Problem details:
Look through the data below for the string "combined", and copy every line where it turns up.

[Extracted records]
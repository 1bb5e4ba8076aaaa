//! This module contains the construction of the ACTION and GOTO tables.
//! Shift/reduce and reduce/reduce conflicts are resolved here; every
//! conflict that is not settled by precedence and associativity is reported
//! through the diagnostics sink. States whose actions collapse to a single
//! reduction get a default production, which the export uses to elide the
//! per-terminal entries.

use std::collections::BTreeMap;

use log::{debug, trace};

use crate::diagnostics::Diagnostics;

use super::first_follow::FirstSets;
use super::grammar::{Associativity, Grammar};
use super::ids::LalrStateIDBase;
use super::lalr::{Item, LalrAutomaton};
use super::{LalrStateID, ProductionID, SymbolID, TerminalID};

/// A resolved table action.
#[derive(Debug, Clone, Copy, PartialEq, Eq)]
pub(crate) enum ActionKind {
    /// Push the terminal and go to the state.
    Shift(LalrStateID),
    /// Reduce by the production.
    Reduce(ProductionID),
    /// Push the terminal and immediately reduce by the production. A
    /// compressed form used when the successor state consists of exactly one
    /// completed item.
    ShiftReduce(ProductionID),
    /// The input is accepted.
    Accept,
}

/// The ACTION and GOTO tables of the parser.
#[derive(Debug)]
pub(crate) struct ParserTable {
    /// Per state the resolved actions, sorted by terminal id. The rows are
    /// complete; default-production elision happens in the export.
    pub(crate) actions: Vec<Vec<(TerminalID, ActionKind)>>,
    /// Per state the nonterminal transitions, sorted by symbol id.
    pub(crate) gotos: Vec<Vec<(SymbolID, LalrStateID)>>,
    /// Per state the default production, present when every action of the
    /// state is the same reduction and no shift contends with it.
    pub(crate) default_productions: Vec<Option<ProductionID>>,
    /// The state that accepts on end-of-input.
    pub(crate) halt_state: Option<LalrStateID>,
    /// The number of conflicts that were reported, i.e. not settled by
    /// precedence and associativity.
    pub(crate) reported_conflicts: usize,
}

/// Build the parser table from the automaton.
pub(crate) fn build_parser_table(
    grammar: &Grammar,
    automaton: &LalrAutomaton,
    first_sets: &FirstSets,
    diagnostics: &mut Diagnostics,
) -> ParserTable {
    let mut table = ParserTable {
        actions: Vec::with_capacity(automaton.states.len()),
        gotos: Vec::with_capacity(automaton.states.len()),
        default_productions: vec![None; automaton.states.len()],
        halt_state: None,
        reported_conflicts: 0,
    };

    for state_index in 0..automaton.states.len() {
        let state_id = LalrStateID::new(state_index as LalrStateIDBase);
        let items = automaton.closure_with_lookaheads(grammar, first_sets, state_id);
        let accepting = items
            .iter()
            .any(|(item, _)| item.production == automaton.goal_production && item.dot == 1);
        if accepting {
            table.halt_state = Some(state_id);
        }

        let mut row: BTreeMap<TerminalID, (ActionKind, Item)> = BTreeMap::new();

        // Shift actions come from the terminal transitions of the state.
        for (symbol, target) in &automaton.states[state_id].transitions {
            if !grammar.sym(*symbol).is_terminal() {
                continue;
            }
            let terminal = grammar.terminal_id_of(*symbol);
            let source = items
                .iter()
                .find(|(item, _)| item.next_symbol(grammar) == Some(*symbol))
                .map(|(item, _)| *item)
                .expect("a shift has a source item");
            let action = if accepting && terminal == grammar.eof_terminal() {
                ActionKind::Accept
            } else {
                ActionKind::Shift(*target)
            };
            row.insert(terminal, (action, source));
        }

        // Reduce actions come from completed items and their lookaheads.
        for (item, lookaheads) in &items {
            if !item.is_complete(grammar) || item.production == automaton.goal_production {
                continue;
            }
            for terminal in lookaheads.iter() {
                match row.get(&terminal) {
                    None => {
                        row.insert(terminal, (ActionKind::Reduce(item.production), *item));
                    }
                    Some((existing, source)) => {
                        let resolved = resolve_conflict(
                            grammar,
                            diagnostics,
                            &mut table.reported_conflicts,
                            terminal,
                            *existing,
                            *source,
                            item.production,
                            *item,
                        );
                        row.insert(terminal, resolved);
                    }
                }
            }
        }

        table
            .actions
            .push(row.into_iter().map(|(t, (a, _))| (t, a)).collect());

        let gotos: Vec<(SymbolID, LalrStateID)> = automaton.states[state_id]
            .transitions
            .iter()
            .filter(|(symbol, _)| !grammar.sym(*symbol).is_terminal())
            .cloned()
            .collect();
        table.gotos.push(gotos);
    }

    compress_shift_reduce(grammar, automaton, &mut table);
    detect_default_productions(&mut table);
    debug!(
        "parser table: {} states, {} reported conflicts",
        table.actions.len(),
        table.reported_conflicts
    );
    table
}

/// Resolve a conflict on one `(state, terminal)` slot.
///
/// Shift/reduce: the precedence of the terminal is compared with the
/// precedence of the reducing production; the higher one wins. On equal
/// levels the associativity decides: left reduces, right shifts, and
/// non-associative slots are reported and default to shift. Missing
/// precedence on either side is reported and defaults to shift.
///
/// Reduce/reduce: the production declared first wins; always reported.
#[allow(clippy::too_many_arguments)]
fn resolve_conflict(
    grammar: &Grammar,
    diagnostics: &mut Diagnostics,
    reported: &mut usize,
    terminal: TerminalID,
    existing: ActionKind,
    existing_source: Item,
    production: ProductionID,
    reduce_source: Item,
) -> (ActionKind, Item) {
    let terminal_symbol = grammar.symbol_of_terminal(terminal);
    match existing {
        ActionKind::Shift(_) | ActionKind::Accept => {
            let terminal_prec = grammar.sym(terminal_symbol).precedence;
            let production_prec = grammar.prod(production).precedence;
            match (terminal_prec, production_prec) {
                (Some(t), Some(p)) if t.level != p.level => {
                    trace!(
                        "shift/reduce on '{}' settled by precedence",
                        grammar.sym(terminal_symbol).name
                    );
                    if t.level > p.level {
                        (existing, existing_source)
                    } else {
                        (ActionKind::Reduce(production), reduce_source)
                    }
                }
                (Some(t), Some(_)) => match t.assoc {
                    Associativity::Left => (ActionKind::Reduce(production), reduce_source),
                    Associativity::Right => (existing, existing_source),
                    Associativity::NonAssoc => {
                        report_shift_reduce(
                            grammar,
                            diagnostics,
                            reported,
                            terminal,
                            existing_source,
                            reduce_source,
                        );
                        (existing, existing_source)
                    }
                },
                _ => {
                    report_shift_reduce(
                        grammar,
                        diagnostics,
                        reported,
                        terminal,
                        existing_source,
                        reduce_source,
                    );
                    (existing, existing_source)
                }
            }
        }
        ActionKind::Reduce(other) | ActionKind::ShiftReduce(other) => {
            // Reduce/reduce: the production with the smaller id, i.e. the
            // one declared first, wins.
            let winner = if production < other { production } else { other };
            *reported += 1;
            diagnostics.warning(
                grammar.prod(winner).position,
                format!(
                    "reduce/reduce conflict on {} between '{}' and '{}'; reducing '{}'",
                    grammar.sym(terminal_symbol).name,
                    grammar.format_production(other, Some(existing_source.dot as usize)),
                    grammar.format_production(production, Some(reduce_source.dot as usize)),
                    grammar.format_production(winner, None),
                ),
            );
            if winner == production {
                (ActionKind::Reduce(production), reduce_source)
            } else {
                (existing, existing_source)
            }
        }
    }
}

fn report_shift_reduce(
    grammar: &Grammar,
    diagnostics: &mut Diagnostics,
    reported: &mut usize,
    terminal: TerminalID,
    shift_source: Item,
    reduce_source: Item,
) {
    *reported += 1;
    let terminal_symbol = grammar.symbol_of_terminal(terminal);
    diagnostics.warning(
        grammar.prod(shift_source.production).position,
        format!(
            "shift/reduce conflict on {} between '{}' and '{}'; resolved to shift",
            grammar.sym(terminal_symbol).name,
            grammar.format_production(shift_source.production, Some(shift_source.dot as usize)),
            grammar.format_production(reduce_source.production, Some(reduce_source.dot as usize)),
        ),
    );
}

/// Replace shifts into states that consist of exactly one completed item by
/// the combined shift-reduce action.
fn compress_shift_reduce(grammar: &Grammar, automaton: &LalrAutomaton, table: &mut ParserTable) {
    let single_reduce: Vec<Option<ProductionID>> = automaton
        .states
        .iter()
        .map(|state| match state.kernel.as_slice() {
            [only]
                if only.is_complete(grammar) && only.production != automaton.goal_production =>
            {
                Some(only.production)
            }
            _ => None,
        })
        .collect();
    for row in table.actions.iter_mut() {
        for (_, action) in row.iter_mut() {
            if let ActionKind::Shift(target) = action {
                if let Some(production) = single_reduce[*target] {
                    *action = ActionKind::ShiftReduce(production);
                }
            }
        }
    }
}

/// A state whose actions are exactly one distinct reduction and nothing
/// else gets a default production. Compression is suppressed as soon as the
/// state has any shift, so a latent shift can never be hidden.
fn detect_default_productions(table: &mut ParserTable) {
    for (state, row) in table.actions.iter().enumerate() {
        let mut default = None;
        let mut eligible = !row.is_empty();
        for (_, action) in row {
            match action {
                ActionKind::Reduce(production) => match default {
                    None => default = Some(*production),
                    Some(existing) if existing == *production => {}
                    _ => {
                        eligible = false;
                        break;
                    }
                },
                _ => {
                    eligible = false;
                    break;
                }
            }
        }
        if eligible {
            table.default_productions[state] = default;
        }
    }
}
==
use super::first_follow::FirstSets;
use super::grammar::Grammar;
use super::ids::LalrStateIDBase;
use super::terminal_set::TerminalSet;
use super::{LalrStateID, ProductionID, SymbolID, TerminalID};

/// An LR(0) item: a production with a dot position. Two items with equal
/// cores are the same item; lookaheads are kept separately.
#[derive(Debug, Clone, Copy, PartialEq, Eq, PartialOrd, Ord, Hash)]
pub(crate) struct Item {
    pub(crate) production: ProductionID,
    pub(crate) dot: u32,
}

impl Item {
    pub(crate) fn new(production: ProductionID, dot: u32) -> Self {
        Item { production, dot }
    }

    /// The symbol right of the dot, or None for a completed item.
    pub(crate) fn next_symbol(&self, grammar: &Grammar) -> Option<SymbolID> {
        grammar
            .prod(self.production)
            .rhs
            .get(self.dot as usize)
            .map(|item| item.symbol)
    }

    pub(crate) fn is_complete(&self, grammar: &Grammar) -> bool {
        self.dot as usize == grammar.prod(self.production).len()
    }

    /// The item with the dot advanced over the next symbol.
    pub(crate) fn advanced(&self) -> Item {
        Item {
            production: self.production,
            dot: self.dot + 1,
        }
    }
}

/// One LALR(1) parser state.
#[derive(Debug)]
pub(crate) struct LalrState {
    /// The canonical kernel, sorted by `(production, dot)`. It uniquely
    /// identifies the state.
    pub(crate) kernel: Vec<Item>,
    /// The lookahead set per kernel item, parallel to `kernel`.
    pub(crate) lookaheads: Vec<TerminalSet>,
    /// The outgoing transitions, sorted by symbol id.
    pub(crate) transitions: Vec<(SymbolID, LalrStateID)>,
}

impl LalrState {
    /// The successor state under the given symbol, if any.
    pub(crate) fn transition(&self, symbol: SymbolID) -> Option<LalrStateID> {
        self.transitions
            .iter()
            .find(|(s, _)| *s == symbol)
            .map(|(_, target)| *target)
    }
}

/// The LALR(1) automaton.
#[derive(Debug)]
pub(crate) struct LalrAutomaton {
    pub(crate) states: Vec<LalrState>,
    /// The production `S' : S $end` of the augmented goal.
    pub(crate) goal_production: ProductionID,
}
* * *
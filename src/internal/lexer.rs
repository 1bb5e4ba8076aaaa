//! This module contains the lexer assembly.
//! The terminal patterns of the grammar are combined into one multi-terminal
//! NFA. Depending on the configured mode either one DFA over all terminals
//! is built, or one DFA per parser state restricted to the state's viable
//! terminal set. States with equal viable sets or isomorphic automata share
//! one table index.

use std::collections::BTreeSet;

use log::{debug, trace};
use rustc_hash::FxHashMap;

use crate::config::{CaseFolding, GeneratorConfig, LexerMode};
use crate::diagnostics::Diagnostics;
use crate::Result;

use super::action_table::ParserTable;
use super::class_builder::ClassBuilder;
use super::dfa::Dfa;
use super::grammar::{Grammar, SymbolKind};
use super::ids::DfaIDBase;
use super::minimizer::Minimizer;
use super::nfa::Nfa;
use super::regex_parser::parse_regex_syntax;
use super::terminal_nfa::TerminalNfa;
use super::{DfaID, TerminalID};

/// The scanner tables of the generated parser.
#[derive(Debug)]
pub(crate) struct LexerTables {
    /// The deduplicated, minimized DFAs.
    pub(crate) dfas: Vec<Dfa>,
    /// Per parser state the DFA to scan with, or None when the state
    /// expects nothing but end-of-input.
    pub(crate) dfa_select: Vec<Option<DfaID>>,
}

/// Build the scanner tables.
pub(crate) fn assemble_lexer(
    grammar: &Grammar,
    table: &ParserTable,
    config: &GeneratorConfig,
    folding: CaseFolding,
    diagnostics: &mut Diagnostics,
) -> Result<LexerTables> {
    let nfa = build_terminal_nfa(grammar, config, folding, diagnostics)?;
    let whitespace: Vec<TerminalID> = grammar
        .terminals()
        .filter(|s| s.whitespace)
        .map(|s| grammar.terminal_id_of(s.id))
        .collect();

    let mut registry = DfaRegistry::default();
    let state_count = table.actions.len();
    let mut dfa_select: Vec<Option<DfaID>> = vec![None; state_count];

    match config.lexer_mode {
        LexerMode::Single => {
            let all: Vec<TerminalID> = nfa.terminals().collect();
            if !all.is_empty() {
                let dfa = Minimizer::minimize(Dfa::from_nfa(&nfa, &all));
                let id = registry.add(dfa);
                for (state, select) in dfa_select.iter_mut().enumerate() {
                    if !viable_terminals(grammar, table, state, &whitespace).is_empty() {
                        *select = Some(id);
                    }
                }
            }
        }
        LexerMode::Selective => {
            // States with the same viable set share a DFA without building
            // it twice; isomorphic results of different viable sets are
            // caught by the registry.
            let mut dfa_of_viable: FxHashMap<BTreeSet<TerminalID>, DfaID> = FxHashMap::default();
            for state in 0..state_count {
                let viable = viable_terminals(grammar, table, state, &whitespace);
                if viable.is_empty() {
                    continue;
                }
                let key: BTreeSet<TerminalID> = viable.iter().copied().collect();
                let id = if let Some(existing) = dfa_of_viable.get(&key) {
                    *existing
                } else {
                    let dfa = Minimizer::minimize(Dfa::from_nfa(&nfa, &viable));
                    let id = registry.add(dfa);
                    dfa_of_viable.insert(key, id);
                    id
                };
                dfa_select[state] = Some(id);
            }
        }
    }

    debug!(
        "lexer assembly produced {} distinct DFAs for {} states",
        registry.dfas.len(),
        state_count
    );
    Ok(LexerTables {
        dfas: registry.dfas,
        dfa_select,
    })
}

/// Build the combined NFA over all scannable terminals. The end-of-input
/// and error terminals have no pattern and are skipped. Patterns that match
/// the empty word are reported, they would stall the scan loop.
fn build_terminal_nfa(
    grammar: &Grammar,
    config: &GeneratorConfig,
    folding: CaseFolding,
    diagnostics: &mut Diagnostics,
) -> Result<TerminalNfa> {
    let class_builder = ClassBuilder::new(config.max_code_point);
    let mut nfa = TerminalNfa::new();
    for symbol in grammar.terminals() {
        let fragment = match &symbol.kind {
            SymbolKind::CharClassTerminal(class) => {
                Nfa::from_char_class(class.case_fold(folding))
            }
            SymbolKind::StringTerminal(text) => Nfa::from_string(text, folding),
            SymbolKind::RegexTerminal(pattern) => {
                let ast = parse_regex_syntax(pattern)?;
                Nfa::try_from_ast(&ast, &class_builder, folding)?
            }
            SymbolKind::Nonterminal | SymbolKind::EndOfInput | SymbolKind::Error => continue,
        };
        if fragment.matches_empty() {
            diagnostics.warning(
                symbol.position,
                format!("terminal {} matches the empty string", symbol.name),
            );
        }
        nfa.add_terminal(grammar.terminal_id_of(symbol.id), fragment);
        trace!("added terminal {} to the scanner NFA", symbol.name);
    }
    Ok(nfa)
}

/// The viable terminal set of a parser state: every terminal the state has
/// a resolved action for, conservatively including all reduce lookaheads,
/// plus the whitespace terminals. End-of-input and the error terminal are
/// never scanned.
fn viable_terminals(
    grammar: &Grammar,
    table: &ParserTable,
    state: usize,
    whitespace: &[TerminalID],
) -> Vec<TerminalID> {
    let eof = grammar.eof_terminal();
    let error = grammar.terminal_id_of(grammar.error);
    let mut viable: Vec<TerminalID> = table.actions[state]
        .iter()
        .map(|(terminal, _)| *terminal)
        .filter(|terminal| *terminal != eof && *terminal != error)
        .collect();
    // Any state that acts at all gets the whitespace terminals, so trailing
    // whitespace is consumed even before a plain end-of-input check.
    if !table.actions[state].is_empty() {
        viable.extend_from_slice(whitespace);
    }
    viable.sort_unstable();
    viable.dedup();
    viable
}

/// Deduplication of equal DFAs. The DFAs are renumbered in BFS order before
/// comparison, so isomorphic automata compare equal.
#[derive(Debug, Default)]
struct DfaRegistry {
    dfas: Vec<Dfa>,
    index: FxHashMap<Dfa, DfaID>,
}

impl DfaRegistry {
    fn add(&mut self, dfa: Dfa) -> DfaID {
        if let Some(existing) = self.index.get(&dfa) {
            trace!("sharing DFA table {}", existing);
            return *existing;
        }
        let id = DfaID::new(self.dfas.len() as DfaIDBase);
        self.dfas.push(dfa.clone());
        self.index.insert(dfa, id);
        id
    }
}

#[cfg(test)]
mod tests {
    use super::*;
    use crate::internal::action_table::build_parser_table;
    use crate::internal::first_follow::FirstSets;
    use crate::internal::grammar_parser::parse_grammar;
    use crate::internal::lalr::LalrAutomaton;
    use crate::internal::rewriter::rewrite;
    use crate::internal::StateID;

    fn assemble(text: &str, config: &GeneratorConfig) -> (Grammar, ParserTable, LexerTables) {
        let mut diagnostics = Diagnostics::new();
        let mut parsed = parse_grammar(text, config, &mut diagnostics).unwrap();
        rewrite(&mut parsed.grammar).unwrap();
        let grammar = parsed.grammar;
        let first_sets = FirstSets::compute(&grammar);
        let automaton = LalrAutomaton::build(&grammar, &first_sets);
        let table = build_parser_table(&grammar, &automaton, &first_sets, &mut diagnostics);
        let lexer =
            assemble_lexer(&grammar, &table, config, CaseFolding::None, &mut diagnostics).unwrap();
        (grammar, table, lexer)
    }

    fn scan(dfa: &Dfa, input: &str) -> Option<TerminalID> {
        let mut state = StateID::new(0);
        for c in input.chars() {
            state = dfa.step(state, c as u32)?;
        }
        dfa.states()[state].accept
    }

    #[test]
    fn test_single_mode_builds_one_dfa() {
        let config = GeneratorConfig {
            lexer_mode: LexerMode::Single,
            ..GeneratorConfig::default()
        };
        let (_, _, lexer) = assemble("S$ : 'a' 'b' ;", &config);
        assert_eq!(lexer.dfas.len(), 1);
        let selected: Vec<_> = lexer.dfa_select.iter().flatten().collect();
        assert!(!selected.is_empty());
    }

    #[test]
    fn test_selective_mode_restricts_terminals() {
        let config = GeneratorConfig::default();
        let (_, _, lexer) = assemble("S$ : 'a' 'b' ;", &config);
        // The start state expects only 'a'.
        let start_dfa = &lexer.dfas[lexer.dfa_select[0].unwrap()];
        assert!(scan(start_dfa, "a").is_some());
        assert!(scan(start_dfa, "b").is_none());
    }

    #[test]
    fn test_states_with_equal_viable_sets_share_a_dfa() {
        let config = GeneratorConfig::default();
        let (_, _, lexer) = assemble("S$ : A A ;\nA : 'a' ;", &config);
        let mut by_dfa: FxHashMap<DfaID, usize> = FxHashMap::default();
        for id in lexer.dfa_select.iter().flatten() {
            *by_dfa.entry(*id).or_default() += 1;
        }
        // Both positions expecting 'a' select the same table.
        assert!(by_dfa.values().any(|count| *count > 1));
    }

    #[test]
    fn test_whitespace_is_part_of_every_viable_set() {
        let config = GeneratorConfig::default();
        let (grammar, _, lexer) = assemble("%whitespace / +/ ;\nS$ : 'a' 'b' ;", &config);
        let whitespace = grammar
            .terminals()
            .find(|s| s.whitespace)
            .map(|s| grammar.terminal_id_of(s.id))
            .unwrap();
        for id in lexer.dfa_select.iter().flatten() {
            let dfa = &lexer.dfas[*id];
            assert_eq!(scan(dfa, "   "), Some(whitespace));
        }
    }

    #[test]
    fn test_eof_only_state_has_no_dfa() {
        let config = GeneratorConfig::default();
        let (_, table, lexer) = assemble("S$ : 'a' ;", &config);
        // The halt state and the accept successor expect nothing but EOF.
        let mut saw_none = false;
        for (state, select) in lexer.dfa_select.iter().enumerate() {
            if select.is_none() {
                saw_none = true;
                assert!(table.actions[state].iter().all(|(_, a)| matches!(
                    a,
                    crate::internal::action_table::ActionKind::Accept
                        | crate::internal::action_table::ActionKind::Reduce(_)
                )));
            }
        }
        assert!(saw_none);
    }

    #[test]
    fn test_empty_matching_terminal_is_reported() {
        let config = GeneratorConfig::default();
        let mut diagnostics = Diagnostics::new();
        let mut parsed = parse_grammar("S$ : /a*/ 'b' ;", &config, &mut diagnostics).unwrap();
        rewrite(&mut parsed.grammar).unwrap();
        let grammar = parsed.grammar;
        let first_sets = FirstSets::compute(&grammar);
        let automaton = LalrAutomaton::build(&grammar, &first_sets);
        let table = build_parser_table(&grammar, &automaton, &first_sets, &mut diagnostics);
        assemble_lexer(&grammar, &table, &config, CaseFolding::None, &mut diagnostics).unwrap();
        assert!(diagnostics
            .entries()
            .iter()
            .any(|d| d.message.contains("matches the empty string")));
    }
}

Answer for the task:
/// the combined shift-reduce action.
//! The terminal patterns of the grammar are combined into one multi-terminal
/// Build the combined NFA over all scannable terminals. The end-of-input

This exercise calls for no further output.